Après le deuxième conflit
mondial, l’établissement reste centré sur le traitement de la tuberculose.
Malgré une opposition farouche de la part des Hospices de Nancy, ceux-ci se voient
contraints et forcés d’appliquer le décret du 24 mai 1948, texte de loi qui
consacre essentiellement trois impératifs :
• Indépendance administrative
des sanatoriums dont la direction appartient au médecin directeur.
• Indépendance financière sous
réserve de l’approbation du budget par la collectivité gestionnaire.
• Indépendance médicale, le médecin-directeur étant le seul à se prononcer sur l’admission
ou la sortie des patients.
La mise aux normes de
l’établissement en adéquation avec les nouvelles recommandations ministérielles
nécessite une nouvelle organisation administrative et de nombreux travaux.

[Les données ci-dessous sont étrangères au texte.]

//! Decoded choices, win statistics and run summaries.

use chrono::{DateTime, Utc};
use schemars::JsonSchema;
use serde::{Deserialize, Serialize};
use std::collections::BTreeMap;
use std::fmt;

// ============================================================================
// Win statistics
// ============================================================================

/// Wins and appearances of one model within a scope.
///
/// `win_rate` is kept in sync by the mutating methods and is 0 when
/// `total` is 0.
#[derive(Debug, Clone, Copy, Default, PartialEq, Serialize, Deserialize, JsonSchema)]
pub struct WinStats {
    pub wins: u64,
    pub total: u64,
    pub win_rate: f64,
}

impl WinStats {
    pub fn new(wins: u64, total: u64) -> Self {
        let mut stats = Self {
            wins,
            total,
            win_rate: 0.0,
        };
        stats.refresh();
        stats
    }

    /// Record one appearance, won or lost.
    pub fn record(&mut self, won: bool) {
        if won {
            self.wins += 1;
        }
        self.total += 1;
        self.refresh();
    }

    pub fn losses(&self) -> u64 {
        self.total - self.wins
    }

    /// Add another scope's counts into this one.
    pub fn merge(&mut self, other: &WinStats) {
        self.wins += other.wins;
        self.total += other.total;
        self.refresh();
    }

    fn refresh(&mut self) {
        self.win_rate = if self.total == 0 {
            0.0
        } else {
            self.wins as f64 / self.total as f64
        };
    }
}

impl fmt::Display for WinStats {
    fn fmt(&self, f: &mut fmt::Formatter<'_>) -> fmt::Result {
        write!(f, "{}/{} ({:.3})", self.wins, self.total, self.win_rate)
    }
}

/// Per-model statistics for one question.
#[derive(Debug, Clone, Default, PartialEq, Serialize, Deserialize, JsonSchema)]
pub struct QuestionStats {
    pub question: String,
    /// Decoded choices counted under this question.
    pub choices: u64,
    pub models: BTreeMap<String, WinStats>,
}

/// Head-to-head counts of one pair, from the perspective of its two methods.
#[derive(Debug, Clone, Default, PartialEq, Serialize, Deserialize, JsonSchema)]
pub struct PairTally {
    pub method_a: WinStats,
    pub method_b: WinStats,
}

impl PairTally {
    /// Count one decoded choice; `a_won` is true when method A was chosen.
    pub fn record(&mut self, a_won: bool) {
        self.method_a.record(a_won);
        self.method_b.record(!a_won);
    }

    /// Number of decoded choices; equal for both methods.
    pub fn total(&self) -> u64 {
        self.method_a.total
    }
}

/// Results of one comparison pair.
///
/// `method_a` is the pair's left (subject) model and `method_b` its right
/// (baseline) model, regardless of on-screen placement.
#[derive(Debug, Clone, Default, PartialEq, Serialize, Deserialize, JsonSchema)]
pub struct PairStats {
    pub pair: String,
    pub method_a: String,
    pub method_b: String,
    pub overall: PairTally,
    pub by_question: BTreeMap<String, PairTally>,
}

// ============================================================================
// Decoded choices
// ============================================================================

/// Outcome of decoding one extracted choice.
#[derive(Debug, Clone, Copy, PartialEq, Eq, Hash, Serialize, Deserialize, JsonSchema)]
#[serde(rename_all = "snake_case")]
pub enum DecodeStatus {
    Decoded,
    Duplicate,
    OrderSheetMissing,
    LookupMiss,
    InvalidChoice,
}

impl DecodeStatus {
    pub fn as_str(&self) -> &'static str {
        match self {
            DecodeStatus::Decoded => "decoded",
            DecodeStatus::Duplicate => "duplicate",
            DecodeStatus::OrderSheetMissing => "order_sheet_missing",
            DecodeStatus::LookupMiss => "lookup_miss",
            DecodeStatus::InvalidChoice => "invalid_choice",
        }
    }

    /// Whether the choice was excluded because it could not be decoded.
    pub fn is_failure(&self) -> bool {
        matches!(
            self,
            DecodeStatus::OrderSheetMissing | DecodeStatus::LookupMiss | DecodeStatus::InvalidChoice
        )
    }
}

impl fmt::Display for DecodeStatus {
    fn fmt(&self, f: &mut fmt::Formatter<'_>) -> fmt::Result {
        f.write_str(self.as_str())
    }
}

/// A raw A/B pick translated back into model names.
#[derive(Debug, Clone, PartialEq, Eq, Serialize, Deserialize, JsonSchema)]
pub struct DecodedChoice {
    pub participant: String,
    pub pair: String,
    pub identity: String,
    pub question: String,
    pub chosen_model: String,
    pub other_model: String,
}

/// One extracted choice with its decode outcome (`all_responses.csv` row).
#[derive(Debug, Clone, PartialEq, Eq, Serialize, Deserialize, JsonSchema)]
pub struct ResponseRow {
    pub participant: String,
    pub pair: String,
    /// Identity as submitted, before normalization.
    pub identity: String,
    pub question: String,
    pub raw_choice: String,
    pub status: DecodeStatus,
    #[serde(default, skip_serializing_if = "Option::is_none")]
    pub chosen_model: Option<String>,
    #[serde(default, skip_serializing_if = "Option::is_none")]
    pub other_model: Option<String>,
}

// ============================================================================
// Run summary
// ============================================================================

/// Undecodable choices by kind.
#[derive(Debug, Clone, Copy, Default, PartialEq, Eq, Serialize, Deserialize, JsonSchema)]
pub struct FailureCounts {
    pub order_sheet_missing: u64,
    pub lookup_miss: u64,
    pub invalid_choice: u64,
}

impl FailureCounts {
    pub fn total(&self) -> u64 {
        self.order_sheet_missing + self.lookup_miss + self.invalid_choice
    }

    /// Count one failed decode; non-failure statuses are ignored.
    pub fn record(&mut self, status: DecodeStatus) {
        match status {
            DecodeStatus::OrderSheetMissing => self.order_sheet_missing += 1,
            DecodeStatus::LookupMiss => self.lookup_miss += 1,
            DecodeStatus::InvalidChoice => self.invalid_choice += 1,
            DecodeStatus::Decoded | DecodeStatus::Duplicate => {}
        }
    }
}

/// End-of-run summary of one aggregation.
#[derive(Debug, Clone, Default, PartialEq, Eq, Serialize, Deserialize, JsonSchema)]
pub struct RunSummary {
    pub records_seen: u64,
    pub malformed_records: u64,
    /// Unusable entries inside otherwise valid records
    pub malformed_entries: u64,
    pub participants: u64,
    pub choices_extracted: u64,
    pub decoded: u64,
    pub duplicates: u64,
    pub failures: FailureCounts,
}

// ============================================================================
// Report
// ============================================================================

/// Full aggregation result.
#[derive(Debug, Clone, PartialEq, Serialize, Deserialize, JsonSchema)]
pub struct StudyReport {
    pub generated_at: DateTime<Utc>,
    pub summary: RunSummary,
    /// Question-agnostic roll-up per model.
    pub overall: BTreeMap<String, WinStats>,
    pub questions: BTreeMap<String, QuestionStats>,
    pub pairs: BTreeMap<String, PairStats>,
}

impl StudyReport {
    /// Overall models sorted by win rate (descending), then by name.
    pub fn ranked_overall(&self) -> Vec<(&str, &WinStats)> {
        rank(&self.overall)
    }
}

/// Sort a model map by win rate (descending), then by name.
pub fn rank(models: &BTreeMap<String, WinStats>) -> Vec<(&str, &WinStats)> {
    let mut ranked: Vec<(&str, &WinStats)> =
        models.iter().map(|(m, s)| (m.as_str(), s)).collect();
    ranked.sort_by(|a, b| {
        b.1.win_rate
            .partial_cmp(&a.1.win_rate)
            .unwrap_or(std::cmp::Ordering::Equal)
            .then_with(|| a.0.cmp(b.0))
    });
    ranked
}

Cela impliqua la fermeture du
sanatorium en 1949 et donc le transfert des malades les plus atteints sur
d’autres établissements, les non bacillifères étant
renvoyés à leur domicile. Cela ne s’est pas fait sans difficulté. Il ne
rouvrira ses portes aux patients qu’en 1952. Les Hospices de Nancy restaient
propriétaires de l’établissement mais sa gestion était subordonnée à un comité
de surveillance dirigé par M. Léon Grangé. Le docteur
Bertheau fut nommé au poste de Médecin-directeur
en 1952. C’est donc sous cette tutelle bicéphale, qu’un vaste programme de
constructions aux abords du sanatorium fut entrepris avec le concours des
architectes A. Lurçat et A. Michaut :
• un
immeuble pour accueillir le personnel de l’établissement,
• un
pavillon individuel pour loger le médecin adjoint,
• une
vaste salle de réunion aux abords du sanatorium qui servira par ailleurs de
salle de fêtes,
• dans
les années soixante, un bâtiment dévolu à l’administration et une conciergerie
Un sanatorium pour enfants
devait même être construit, mais ce projet fut avorté. Le traitement des
patients hospitalisés était totalement bouleversé. La cure sanatoriale telle
que le concevait Spillmann n’avait plus cours. Une
nouvelle ère s’ouvrait, celle de la chirurgie de la tuberculose avec la collapsothérapie, le pneumothorax thérapeutique mais aussi
et surtout l’avènement des antibiotiques. Ainsi la tuberculose allait être
terrassée du moins dans les pays industrialisés. Il est important de préciser
que le docteur Bertheau à Lay Saint Christophe fut
l’un des premiers prescripteurs d’isoniazide en Lorraine dans le traitement de la
tuberculose.
À partir de 1972, le sanatorium
de Lay Saint Christophe devenu Centre Médical Paul Spillmann
revient dans le giron du CHU de Nancy. Un service de pneumo-phtisiologie
sociale est alors créé. Tout d’abord, il accueillera des patients atteints
d’affections pulmonaires chroniques puis prendra en charge des pathologies
chroniques plus diversifiées telles que les cancers broncho-pulmonaire, les maladies
de surcharge, les bronchopneumopathies,..
Le docteur Jacqueline Boulangé,
médecin adjoint depuis 1963 après le docteur Romeuf,
succédera au docteur Bertheau en février 1974, et
sera à l’initiative de cette nouvelle orientation du site. Le docteur Thérèse Jonveaux prendra sa suite en 1997.
En 2006, le Centre Paul Spillmann sera transféré dans le nouvel Hôpital Saint-Julien
qui vient d’être réaménagé. Ainsi les locaux du sanatorium sur le site de Lay
Saint Christophe seront laissés vacants.